*** DATA FOR THIS TASK ***

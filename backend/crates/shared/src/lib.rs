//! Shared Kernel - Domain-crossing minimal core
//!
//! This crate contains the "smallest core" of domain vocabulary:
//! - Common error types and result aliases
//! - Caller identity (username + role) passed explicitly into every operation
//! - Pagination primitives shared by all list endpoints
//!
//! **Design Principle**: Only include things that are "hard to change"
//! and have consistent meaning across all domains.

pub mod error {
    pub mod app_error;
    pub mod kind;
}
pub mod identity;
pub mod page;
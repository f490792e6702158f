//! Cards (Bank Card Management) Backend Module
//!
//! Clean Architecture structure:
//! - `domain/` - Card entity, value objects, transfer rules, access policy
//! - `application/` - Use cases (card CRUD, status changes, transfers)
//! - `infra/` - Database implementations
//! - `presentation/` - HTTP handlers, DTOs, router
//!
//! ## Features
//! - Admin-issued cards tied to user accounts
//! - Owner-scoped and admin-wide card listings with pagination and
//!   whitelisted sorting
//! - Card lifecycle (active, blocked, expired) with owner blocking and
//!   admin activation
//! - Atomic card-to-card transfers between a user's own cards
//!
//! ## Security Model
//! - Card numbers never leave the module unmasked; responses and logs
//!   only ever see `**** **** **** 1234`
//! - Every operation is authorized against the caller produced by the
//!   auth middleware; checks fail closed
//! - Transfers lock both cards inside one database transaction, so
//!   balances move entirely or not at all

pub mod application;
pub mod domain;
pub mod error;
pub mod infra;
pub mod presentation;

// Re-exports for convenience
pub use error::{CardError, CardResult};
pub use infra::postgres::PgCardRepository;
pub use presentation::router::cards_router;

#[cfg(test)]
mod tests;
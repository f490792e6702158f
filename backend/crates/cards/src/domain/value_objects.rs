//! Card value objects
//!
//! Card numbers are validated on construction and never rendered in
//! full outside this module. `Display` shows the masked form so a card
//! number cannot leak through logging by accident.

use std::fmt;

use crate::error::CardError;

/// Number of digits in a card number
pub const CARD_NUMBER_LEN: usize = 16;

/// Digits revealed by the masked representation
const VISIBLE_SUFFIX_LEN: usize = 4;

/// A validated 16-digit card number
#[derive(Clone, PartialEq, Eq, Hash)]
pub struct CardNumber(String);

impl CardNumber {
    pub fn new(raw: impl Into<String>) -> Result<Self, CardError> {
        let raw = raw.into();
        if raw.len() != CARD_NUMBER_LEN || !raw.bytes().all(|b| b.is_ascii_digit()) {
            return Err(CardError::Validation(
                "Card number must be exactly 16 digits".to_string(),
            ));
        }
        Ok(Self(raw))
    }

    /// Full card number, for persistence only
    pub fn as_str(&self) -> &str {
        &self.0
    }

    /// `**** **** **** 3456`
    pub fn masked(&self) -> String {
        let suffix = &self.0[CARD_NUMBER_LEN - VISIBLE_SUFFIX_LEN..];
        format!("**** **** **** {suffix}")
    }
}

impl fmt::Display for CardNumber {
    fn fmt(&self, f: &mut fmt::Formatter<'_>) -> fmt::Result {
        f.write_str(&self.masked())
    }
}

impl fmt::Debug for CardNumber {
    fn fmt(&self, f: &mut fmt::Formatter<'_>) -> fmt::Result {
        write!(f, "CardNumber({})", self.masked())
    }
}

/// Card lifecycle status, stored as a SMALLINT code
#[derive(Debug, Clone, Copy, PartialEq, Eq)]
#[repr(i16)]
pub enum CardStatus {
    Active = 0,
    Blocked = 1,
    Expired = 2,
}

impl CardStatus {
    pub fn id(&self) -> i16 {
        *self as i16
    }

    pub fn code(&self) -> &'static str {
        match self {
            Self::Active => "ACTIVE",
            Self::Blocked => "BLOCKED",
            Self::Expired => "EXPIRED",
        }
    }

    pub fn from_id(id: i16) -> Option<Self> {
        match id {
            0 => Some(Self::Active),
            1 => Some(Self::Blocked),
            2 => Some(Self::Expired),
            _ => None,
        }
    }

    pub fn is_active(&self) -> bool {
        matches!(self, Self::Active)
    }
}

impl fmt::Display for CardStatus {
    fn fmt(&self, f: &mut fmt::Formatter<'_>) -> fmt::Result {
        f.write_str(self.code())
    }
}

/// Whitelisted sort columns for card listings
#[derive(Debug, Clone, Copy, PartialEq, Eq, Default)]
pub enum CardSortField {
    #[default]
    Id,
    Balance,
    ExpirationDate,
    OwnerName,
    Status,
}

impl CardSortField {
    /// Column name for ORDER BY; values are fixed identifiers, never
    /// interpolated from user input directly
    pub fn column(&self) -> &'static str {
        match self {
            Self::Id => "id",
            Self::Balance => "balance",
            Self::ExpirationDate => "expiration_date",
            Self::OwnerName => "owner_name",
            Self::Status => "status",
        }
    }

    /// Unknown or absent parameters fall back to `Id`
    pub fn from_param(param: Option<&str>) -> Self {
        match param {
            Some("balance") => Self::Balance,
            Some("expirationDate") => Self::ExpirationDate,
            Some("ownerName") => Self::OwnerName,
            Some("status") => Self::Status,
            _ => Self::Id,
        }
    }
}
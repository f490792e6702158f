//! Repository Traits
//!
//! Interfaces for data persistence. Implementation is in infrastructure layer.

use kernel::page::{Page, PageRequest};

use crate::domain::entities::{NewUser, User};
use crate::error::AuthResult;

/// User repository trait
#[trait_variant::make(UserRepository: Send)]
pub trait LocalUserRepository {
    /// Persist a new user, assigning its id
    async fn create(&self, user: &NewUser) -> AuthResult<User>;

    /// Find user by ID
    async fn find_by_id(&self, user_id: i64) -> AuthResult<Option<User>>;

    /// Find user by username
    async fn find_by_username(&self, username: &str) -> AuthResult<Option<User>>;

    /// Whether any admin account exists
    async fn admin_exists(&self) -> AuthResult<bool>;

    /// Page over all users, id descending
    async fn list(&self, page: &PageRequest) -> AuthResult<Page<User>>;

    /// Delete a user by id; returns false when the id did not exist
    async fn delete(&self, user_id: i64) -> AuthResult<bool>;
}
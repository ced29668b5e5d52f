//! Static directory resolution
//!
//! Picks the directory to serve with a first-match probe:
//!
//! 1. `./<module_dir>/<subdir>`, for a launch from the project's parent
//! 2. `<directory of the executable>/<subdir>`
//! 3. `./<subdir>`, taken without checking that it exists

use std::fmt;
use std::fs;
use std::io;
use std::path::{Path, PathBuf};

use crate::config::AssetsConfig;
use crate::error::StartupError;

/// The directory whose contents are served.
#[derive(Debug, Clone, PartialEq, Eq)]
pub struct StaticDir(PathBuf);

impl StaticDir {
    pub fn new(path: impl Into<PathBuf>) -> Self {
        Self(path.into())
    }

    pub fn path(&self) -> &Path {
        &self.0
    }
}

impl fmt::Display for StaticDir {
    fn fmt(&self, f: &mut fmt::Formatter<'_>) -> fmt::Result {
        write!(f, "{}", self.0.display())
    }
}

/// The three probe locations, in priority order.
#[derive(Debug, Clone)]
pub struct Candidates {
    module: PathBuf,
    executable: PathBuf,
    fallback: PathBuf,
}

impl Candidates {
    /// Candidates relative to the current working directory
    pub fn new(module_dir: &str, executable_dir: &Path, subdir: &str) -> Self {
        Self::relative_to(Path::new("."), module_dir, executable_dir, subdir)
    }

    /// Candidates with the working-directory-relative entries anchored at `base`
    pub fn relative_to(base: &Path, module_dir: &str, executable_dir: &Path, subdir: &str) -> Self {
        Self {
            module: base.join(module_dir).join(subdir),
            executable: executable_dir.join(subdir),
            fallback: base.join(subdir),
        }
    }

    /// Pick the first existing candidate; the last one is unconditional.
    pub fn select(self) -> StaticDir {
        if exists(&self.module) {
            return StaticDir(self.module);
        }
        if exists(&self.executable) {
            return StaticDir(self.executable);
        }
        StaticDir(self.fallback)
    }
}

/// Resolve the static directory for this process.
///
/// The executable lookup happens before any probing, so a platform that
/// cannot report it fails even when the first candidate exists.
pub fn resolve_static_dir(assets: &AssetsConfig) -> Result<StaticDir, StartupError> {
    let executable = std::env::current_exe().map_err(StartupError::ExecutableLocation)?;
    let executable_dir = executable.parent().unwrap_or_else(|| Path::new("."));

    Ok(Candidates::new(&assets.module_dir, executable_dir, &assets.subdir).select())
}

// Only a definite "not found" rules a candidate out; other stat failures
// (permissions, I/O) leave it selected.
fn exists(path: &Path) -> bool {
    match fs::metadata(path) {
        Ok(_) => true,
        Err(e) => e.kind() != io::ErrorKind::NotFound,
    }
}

*** End of DATA FOR THIS TASK ***

PROBLEM TO SOLVE →
When you reach the line holding "Candidates with the" in the records above, begin reproducing exactly, stop after the line holding "pub fn select(self)", and output nothing else.

EXERCISE ANSWER →
    /// Candidates with the working-directory-relative entries anchored at `base`
    pub fn relative_to(base: &Path, module_dir: &str, executable_dir: &Path, subdir: &str) -> Self {
        Self {
            module: base.join(module_dir).join(subdir),
            executable: executable_dir.join(subdir),
            fallback: base.join(subdir),
        }
    }

    /// Pick the first existing candidate; the last one is unconditional.
    pub fn select(self) -> StaticDir {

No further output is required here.